Though many patients with thyroid cancer may be indolent, there are still about 50% lymph node metastases and 20% the recurrence rates. There is still no ideal method to predict its relapse. In this study, we analyzed the gene transcriptome profiles of eight Gene Expression Omnibus (GEO), and next screened 77 commonly differential expressed genes. Next, Least Absolute Shrinkage and Selection Operator (LASSO) regression model was performed and seven genes (i.e., FN1, PKIA, TMEM47, FXYD6, SDC2, CD44, and GGCT) were then identified, which is highly associated with recurrence data from the Cancer Genome Atlas (TCGA) database. These patients were then divided into low and high-risk groups with specific risk-score formula.

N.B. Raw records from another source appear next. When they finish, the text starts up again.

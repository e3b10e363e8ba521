//! # Domain Entities
//!
//! Positions inside the block files and the records the index keeps about
//! them.

use std::fmt;

use ledger_types::{BlockHeader, BlockMetadata};
use serde::{Deserialize, Serialize};

/// A byte range inside one rolling block file.
///
/// For a block, `offset`/`length` cover the encoded block bytes, excluding the
/// record's length prefix and checksum trailer.
#[derive(Debug, Clone, Copy, PartialEq, Eq, Hash, Serialize, Deserialize)]
pub struct Location {
    pub file_id: u32,
    pub offset: u64,
    pub length: u32,
}

impl Location {
    pub fn new(file_id: u32, offset: u64, length: u32) -> Self {
        Self {
            file_id,
            offset,
            length,
        }
    }

    /// Offset of the first byte past this range.
    pub fn end(&self) -> u64 {
        self.offset + u64::from(self.length)
    }

    /// Narrow a block location down to a range inside the block bytes.
    pub fn slice(&self, range: &TxRange) -> Location {
        Location {
            file_id: self.file_id,
            offset: self.offset + range.offset,
            length: range.length,
        }
    }
}

impl fmt::Display for Location {
    fn fmt(&self, f: &mut fmt::Formatter<'_>) -> fmt::Result {
        write!(
            f,
            "file {} offset {} length {}",
            self.file_id, self.offset, self.length
        )
    }
}

/// Byte range of one envelope, relative to the start of the encoded block.
#[derive(Debug, Clone, Copy, PartialEq, Eq, Serialize, Deserialize)]
pub struct TxRange {
    pub offset: u64,
    pub length: u32,
}

/// Where a transaction sits inside its block, plus its id.
///
/// `tx_id` is empty when the envelope could not be decoded far enough to
/// reach the channel header. The range is always present.
#[derive(Debug, Clone, PartialEq, Eq)]
pub struct TxOffset {
    pub tx_id: String,
    pub range: TxRange,
}

/// Everything the index needs from a block, derived while encoding it or
/// recovered from the stored bytes.
#[derive(Debug, Clone, PartialEq, Eq)]
pub struct SerializedBlockInfo {
    pub block_header: BlockHeader,
    pub tx_offsets: Vec<TxOffset>,
    pub metadata: BlockMetadata,
}

impl SerializedBlockInfo {
    pub fn block_number(&self) -> u64 {
        self.block_header.number
    }
}

/// The last position the block files were durably written to.
#[derive(Debug, Clone, PartialEq, Eq, Serialize, Deserialize)]
pub struct CheckpointInfo {
    pub latest_file_id: u32,
    pub latest_file_size: u64,
    pub latest_block_number: u64,
    pub latest_block_hash: Vec<u8>,
    pub is_chain_empty: bool,
}

impl Default for CheckpointInfo {
    fn default() -> Self {
        Self {
            latest_file_id: 0,
            latest_file_size: 0,
            latest_block_number: 0,
            latest_block_hash: Vec::new(),
            is_chain_empty: true,
        }
    }
}

impl CheckpointInfo {
    /// Number the next appended block must carry.
    pub fn next_block_number(&self) -> u64 {
        if self.is_chain_empty {
            0
        } else {
            self.latest_block_number + 1
        }
    }
}

/// Index value stored under a transaction key.
#[derive(Debug, Clone, Copy, PartialEq, Eq, Serialize, Deserialize)]
pub struct TxIndexValue {
    pub location: Location,
    pub validation_code: u8,
}

/// Summary of a ledger's chain.
#[derive(Debug, Clone, PartialEq, Eq, Default)]
pub struct BlockchainInfo {
    /// Number of blocks, i.e. the next block number.
    pub height: u64,
    pub current_block_hash: Vec<u8>,
    pub previous_block_hash: Vec<u8>,
}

Univariate and multivariate Cox regression further revealed that the 7-mRNA signature plays a functional causative role independent of clinicopathological characteristics. The 7-mRNA-signature integrated nomogram showed better discrimination, and decision curve analysis demonstrated that it is clinically useful. Besides, patient with lower risk score shows a relatively lower level of activated dendritic cells (DCs), resting DCs, regulatory T cells and γδT cells, and process of DCs apoptotic. In conclusion, our present immune-related classifier could produce a potential tool for predicting early-relapse.